━━━━━ Provided data

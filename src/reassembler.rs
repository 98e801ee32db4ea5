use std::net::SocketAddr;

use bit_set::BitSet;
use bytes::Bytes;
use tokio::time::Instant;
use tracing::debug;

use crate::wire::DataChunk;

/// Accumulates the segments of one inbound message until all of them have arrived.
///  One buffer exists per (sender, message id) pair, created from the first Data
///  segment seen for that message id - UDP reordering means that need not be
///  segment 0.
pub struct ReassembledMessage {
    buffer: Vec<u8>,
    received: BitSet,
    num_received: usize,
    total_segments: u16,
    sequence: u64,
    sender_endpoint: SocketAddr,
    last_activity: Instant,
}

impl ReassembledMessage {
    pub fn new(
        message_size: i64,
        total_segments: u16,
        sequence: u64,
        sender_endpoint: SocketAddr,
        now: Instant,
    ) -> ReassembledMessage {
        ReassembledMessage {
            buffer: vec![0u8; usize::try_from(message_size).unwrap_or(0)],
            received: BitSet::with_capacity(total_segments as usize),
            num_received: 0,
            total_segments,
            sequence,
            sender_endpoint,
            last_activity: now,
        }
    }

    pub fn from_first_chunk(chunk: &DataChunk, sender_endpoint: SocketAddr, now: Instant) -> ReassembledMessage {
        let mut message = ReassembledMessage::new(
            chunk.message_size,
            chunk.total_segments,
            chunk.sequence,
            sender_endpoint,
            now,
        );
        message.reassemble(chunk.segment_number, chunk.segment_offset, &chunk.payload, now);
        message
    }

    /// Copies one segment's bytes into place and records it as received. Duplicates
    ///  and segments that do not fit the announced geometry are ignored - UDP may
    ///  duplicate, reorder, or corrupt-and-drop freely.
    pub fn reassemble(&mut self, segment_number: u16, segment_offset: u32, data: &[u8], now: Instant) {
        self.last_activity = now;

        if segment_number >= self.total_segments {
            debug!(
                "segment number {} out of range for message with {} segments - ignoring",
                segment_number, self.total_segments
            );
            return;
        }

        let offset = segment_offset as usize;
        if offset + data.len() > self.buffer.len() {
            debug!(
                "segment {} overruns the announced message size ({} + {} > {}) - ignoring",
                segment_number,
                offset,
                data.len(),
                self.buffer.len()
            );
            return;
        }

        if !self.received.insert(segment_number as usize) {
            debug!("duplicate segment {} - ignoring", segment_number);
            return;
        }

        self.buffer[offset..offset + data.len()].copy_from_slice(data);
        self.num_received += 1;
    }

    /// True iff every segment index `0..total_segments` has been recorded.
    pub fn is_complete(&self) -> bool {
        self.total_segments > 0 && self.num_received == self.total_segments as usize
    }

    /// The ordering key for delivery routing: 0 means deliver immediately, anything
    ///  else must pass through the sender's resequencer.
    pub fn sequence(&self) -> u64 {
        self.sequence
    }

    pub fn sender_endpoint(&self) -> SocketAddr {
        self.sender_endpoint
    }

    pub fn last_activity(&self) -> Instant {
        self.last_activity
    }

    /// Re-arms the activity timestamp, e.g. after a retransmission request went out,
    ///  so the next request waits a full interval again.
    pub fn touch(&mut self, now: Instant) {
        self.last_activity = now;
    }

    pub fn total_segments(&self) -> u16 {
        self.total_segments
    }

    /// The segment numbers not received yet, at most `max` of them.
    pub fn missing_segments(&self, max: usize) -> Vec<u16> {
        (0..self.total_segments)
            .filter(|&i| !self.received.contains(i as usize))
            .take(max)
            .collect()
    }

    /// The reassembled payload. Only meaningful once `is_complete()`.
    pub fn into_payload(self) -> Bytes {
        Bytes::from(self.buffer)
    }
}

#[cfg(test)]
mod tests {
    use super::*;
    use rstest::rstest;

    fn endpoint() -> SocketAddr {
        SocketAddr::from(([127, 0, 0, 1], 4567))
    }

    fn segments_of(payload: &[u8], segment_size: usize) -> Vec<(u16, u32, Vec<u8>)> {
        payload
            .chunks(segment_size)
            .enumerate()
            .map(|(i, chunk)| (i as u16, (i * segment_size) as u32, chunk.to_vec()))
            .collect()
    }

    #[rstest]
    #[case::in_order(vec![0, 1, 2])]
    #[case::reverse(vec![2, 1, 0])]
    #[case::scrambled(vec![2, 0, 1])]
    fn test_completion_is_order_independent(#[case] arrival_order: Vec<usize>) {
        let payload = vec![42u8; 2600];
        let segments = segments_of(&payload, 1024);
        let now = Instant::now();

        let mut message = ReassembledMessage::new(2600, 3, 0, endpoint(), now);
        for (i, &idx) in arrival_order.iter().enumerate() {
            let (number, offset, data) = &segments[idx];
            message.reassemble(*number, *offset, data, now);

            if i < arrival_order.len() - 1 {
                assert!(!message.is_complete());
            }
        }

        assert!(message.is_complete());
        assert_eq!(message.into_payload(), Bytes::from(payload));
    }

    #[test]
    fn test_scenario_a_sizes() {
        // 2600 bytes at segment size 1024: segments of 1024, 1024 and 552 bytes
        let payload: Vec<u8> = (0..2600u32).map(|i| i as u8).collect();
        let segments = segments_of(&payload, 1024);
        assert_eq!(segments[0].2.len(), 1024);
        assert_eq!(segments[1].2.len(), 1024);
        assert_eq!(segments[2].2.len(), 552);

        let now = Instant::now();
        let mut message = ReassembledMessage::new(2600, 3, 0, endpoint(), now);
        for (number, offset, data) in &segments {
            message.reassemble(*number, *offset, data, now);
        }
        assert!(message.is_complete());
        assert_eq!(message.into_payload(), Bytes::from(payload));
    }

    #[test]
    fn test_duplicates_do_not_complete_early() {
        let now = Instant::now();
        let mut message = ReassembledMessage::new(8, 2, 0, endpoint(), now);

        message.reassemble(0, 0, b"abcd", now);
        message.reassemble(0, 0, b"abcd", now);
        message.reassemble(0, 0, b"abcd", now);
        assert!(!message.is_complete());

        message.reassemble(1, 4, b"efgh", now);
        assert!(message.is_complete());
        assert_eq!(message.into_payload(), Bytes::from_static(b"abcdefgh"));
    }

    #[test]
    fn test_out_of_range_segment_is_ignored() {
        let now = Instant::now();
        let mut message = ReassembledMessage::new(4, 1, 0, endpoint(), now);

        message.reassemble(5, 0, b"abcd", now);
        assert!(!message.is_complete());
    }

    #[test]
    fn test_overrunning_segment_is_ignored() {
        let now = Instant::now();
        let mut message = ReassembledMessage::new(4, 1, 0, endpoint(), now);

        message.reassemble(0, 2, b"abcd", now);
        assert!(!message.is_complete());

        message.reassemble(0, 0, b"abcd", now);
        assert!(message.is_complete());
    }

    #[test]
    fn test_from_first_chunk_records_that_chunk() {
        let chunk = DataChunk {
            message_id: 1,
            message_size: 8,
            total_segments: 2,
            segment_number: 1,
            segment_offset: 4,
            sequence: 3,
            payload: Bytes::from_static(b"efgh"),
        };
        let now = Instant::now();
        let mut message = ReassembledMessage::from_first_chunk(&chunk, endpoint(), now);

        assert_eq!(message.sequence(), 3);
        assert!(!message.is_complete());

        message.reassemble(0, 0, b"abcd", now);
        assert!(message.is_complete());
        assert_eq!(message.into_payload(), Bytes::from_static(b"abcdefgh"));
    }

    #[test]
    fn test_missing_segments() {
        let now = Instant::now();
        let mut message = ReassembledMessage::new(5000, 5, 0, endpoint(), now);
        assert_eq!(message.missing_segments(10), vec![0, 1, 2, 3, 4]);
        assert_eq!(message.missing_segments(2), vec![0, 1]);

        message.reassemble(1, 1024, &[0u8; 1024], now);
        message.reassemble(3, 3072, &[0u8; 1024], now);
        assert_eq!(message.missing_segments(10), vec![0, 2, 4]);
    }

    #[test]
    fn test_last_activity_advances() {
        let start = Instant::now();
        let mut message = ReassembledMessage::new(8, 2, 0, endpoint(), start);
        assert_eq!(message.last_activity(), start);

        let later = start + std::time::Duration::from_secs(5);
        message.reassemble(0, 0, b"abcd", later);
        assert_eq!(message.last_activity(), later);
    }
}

━━━━━━━━━━

◆ Task details: Above are the records; from them, give again exactly the lines from the one containing "if offset +" through the one containing "The segment numbers", both included.

◆ Answer to the problem:
        if offset + data.len() > self.buffer.len() {
            debug!(
                "segment {} overruns the announced message size ({} + {} > {}) - ignoring",
                segment_number,
                offset,
                data.len(),
                self.buffer.len()
            );
            return;
        }

        if !self.received.insert(segment_number as usize) {
            debug!("duplicate segment {} - ignoring", segment_number);
            return;
        }

        self.buffer[offset..offset + data.len()].copy_from_slice(data);
        self.num_received += 1;
    }

    /// True iff every segment index `0..total_segments` has been recorded.
    pub fn is_complete(&self) -> bool {
        self.total_segments > 0 && self.num_received == self.total_segments as usize
    }

    /// The ordering key for delivery routing: 0 means deliver immediately, anything
    ///  else must pass through the sender's resequencer.
    pub fn sequence(&self) -> u64 {
        self.sequence
    }

    pub fn sender_endpoint(&self) -> SocketAddr {
        self.sender_endpoint
    }

    pub fn last_activity(&self) -> Instant {
        self.last_activity
    }

    /// Re-arms the activity timestamp, e.g. after a retransmission request went out,
    ///  so the next request waits a full interval again.
    pub fn touch(&mut self, now: Instant) {
        self.last_activity = now;
    }

    pub fn total_segments(&self) -> u16 {
        self.total_segments
    }

    /// The segment numbers not received yet, at most `max` of them.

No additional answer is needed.